Task directions: Copy out each line of the entries below in which the string "still" appears.

(Task material)

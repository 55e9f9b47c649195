//! Ablation analyzer: ranks code regions by score impact.
//!
//! For each region of the best artifact, a perturbed variant (region
//! disabled) is executed once through the sandbox; the score delta against
//! the unperturbed baseline, normalized by metric direction, estimates how
//! much the region matters. Regions whose perturbation breaks execution
//! entirely are treated as critical. One execution per region, no nested
//! ablation.

use std::sync::Arc;

use tracing::{debug, info};

use crate::domain::models::{
    disable_region, split_regions, AblationReport, CodeArtifact, MetricDirection, RegionImpact,
};
use crate::domain::ports::ArtifactExecutor;

/// Runs the per-round ablation micro-search.
pub struct AblationAnalyzer {
    executor: Arc<dyn ArtifactExecutor>,
    direction: MetricDirection,
}

impl AblationAnalyzer {
    /// Create an analyzer running probes through `executor`.
    pub fn new(executor: Arc<dyn ArtifactExecutor>, direction: MetricDirection) -> Self {
        Self {
            executor,
            direction,
        }
    }

    /// Produce the impact ranking for `artifact`, whose unperturbed score
    /// is `baseline_score`. Probes are transient and never pooled.
    pub async fn analyze(&self, artifact: &CodeArtifact, baseline_score: f64) -> AblationReport {
        let regions = split_regions(&artifact.source);
        info!(
            artifact_id = %artifact.id,
            regions = regions.len(),
            baseline = baseline_score,
            "running ablation study"
        );

        let mut impacts = Vec::with_capacity(regions.len());
        for region in &regions {
            let perturbed_source = disable_region(&artifact.source, &region.name);
            let probe = CodeArtifact::ablation_probe(perturbed_source, artifact, &region.name);
            let result = self.executor.execute(&probe).await;

            let impact = match result.score {
                Some(perturbed) => {
                    let impact = match self.direction {
                        // Removing an important region degrades the score:
                        // lower for maximize, higher for minimize. Normalize
                        // so higher impact always means more important.
                        MetricDirection::Maximize => baseline_score - perturbed,
                        MetricDirection::Minimize => perturbed - baseline_score,
                    };
                    RegionImpact {
                        region: region.name.clone(),
                        impact,
                        perturbed_score: Some(perturbed),
                        critical: false,
                    }
                }
                None => RegionImpact {
                    region: region.name.clone(),
                    impact: f64::INFINITY,
                    perturbed_score: None,
                    critical: true,
                },
            };
            debug!(
                region = %impact.region,
                impact = impact.impact,
                critical = impact.critical,
                "region probed"
            );
            impacts.push(impact);
        }

        AblationReport::ranked(baseline_score, impacts)
    }
}
//! Debug/repair subloop: turns an execution failure into a corrected
//! artifact under a bounded number of oracle calls.
//!
//! Each repair attempt sends the failing code and its error trace to the
//! oracle, executes the corrected artifact under the same sandbox rules as
//! any other run, and either returns the first success or gives up once
//! the attempt budget is spent. Exhaustion marks the original attempt as
//! permanently failed for its round; it never aborts the pipeline.

use std::sync::Arc;

use tracing::{debug, warn};

use crate::domain::models::{CodeArtifact, ExecutionResult, TaskSpec};
use crate::domain::ports::{ArtifactExecutor, ProposalKind, ProposeRequest, SynthesisOracle};

/// Everything one repair invocation produced.
///
/// Failed intermediate candidates are reported alongside the fix so the
/// pool can retain every executed variant; the subloop itself discards
/// nothing.
pub struct RepairReport {
    /// Corrected artifact and its successful result, when repair worked.
    pub fixed: Option<(CodeArtifact, ExecutionResult)>,
    /// Executed repair candidates that still failed, in attempt order.
    pub discarded: Vec<(CodeArtifact, ExecutionResult)>,
    /// Oracle calls consumed (including failed repair attempts).
    pub oracle_calls: u32,
}

/// Bounded oracle-driven repair loop.
pub struct RepairLoop {
    oracle: Arc<dyn SynthesisOracle>,
    executor: Arc<dyn ArtifactExecutor>,
    max_attempts: u32,
}

impl RepairLoop {
    /// Create a repair loop with at most `max_attempts` oracle calls per
    /// failed execution.
    pub fn new(
        oracle: Arc<dyn SynthesisOracle>,
        executor: Arc<dyn ArtifactExecutor>,
        max_attempts: u32,
    ) -> Self {
        Self {
            oracle,
            executor,
            max_attempts,
        }
    }

    /// Try to repair `failed` given its `failure` result.
    ///
    /// The report always carries every executed candidate and the oracle
    /// calls consumed, so the round record stays accurate whether or not
    /// a fix was found.
    pub async fn repair(
        &self,
        task: &TaskSpec,
        failed: &CodeArtifact,
        failure: &ExecutionResult,
    ) -> RepairReport {
        let mut current = failed.clone();
        let mut trace = failure.repair_trace();
        let mut calls = 0u32;
        let mut discarded = Vec::new();

        for attempt in 1..=self.max_attempts {
            calls += 1;
            let request = ProposeRequest::new(
                task,
                ProposalKind::Repair {
                    code: current.source.clone(),
                    error_trace: trace.clone(),
                },
                1,
            );

            let source = match self.oracle.propose(request).await {
                Ok(mut variants) if !variants.is_empty() => variants.swap_remove(0),
                Ok(_) => {
                    warn!(artifact_id = %failed.id, attempt, "oracle returned no repair candidate");
                    continue;
                }
                Err(err) => {
                    warn!(artifact_id = %failed.id, attempt, error = %err, "repair oracle call failed");
                    continue;
                }
            };

            let candidate = CodeArtifact::repair(source, &current, attempt);
            let result = self.executor.execute(&candidate).await;
            debug!(
                artifact_id = %candidate.id,
                attempt,
                status = result.status.as_str(),
                "repair attempt executed"
            );

            if result.is_success() {
                return RepairReport {
                    fixed: Some((candidate, result)),
                    discarded,
                    oracle_calls: calls,
                };
            }

            trace = result.repair_trace();
            current = candidate.clone();
            discarded.push((candidate, result));
        }

        warn!(
            artifact_id = %failed.id,
            attempts = calls,
            "repair budget exhausted; attempt recorded as permanently failed"
        );
        RepairReport {
            fixed: None,
            discarded,
            oracle_calls: calls,
        }
    }
}

#[cfg(test)]
mod tests {
    use super::*;
    use crate::domain::models::MetricDirection;
    use crate::domain::ports::OracleError;
    use async_trait::async_trait;
    use std::sync::atomic::{AtomicU32, Ordering};
    use std::sync::Mutex;
    use std::time::Duration;

    struct QueueOracle {
        responses: Mutex<Vec<Result<Vec<String>, OracleError>>>,
        calls: AtomicU32,
    }

    #[async_trait]
    impl SynthesisOracle for QueueOracle {
        async fn propose(&self, _request: ProposeRequest) -> Result<Vec<String>, OracleError> {
            self.calls.fetch_add(1, Ordering::SeqCst);
            self.responses.lock().unwrap().remove(0)
        }
    }

    /// Executor that succeeds only when the source contains "fixed".
    struct MarkerExecutor;

    #[async_trait]
    impl ArtifactExecutor for MarkerExecutor {
        async fn execute(&self, artifact: &CodeArtifact) -> ExecutionResult {
            if artifact.source.contains("fixed") {
                ExecutionResult::succeeded(
                    artifact.id,
                    0.17,
                    String::new(),
                    String::new(),
                    Duration::ZERO,
                )
            } else {
                ExecutionResult::failed(
                    artifact.id,
                    "still broken".into(),
                    String::new(),
                    String::new(),
                    Duration::ZERO,
                )
            }
        }
    }

    fn task() -> TaskSpec {
        TaskSpec::new("t", "rmse", MetricDirection::Minimize)
    }

    fn failed_pair() -> (CodeArtifact, ExecutionResult) {
        let artifact = CodeArtifact::seed("broken");
        let result = ExecutionResult::failed(
            artifact.id,
            "TypeError".into(),
            String::new(),
            String::new(),
            Duration::ZERO,
        );
        (artifact, result)
    }

    #[tokio::test]
    async fn test_repair_succeeds_on_second_attempt() {
        let oracle = Arc::new(QueueOracle {
            responses: Mutex::new(vec![
                Ok(vec!["still broken v2".to_string()]),
                Ok(vec!["fixed v3".to_string()]),
            ]),
            calls: AtomicU32::new(0),
        });
        let repair = RepairLoop::new(oracle.clone(), Arc::new(MarkerExecutor), 3);
        let (artifact, failure) = failed_pair();

        let report = repair.repair(&task(), &artifact, &failure).await;
        let (fixed, result) = report.fixed.expect("repair should succeed");
        assert_eq!(result.score, Some(0.17));
        assert_eq!(report.oracle_calls, 2);
        assert_eq!(oracle.calls.load(Ordering::SeqCst), 2);
        // The failed first attempt is retained, not dropped.
        assert_eq!(report.discarded.len(), 1);
        assert_eq!(report.discarded[0].0.source, "still broken v2");
        assert!(!report.discarded[0].1.is_success());
        // Lineage chains through the intermediate failed repair.
        assert!(fixed.parent_id.is_some());
    }

    #[tokio::test]
    async fn test_repair_bounded_by_max_attempts() {
        let oracle = Arc::new(QueueOracle {
            responses: Mutex::new(vec![
                Ok(vec!["nope".to_string()]),
                Ok(vec!["nope".to_string()]),
                Ok(vec!["nope".to_string()]),
            ]),
            calls: AtomicU32::new(0),
        });
        let repair = RepairLoop::new(oracle.clone(), Arc::new(MarkerExecutor), 3);
        let (artifact, failure) = failed_pair();

        let report = repair.repair(&task(), &artifact, &failure).await;
        assert!(report.fixed.is_none());
        assert_eq!(report.oracle_calls, 3);
        assert_eq!(oracle.calls.load(Ordering::SeqCst), 3);
        // Every executed candidate survives exhaustion.
        assert_eq!(report.discarded.len(), 3);
    }

    #[tokio::test]
    async fn test_oracle_failure_consumes_attempt_without_aborting() {
        let oracle = Arc::new(QueueOracle {
            responses: Mutex::new(vec![
                Err(OracleError::Timeout),
                Ok(vec!["fixed".to_string()]),
            ]),
            calls: AtomicU32::new(0),
        });
        let repair = RepairLoop::new(oracle, Arc::new(MarkerExecutor), 3);
        let (artifact, failure) = failed_pair();

        let report = repair.repair(&task(), &artifact, &failure).await;
        assert!(report.fixed.is_some());
        assert!(report.discarded.is_empty());
        assert_eq!(report.oracle_calls, 2);
    }
}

(End Task material)

Exercise response:
    /// Executed repair candidates that still failed, in attempt order.
                    "still broken".into(),
                Ok(vec!["still broken v2".to_string()]),
        assert_eq!(report.discarded[0].0.source, "still broken v2");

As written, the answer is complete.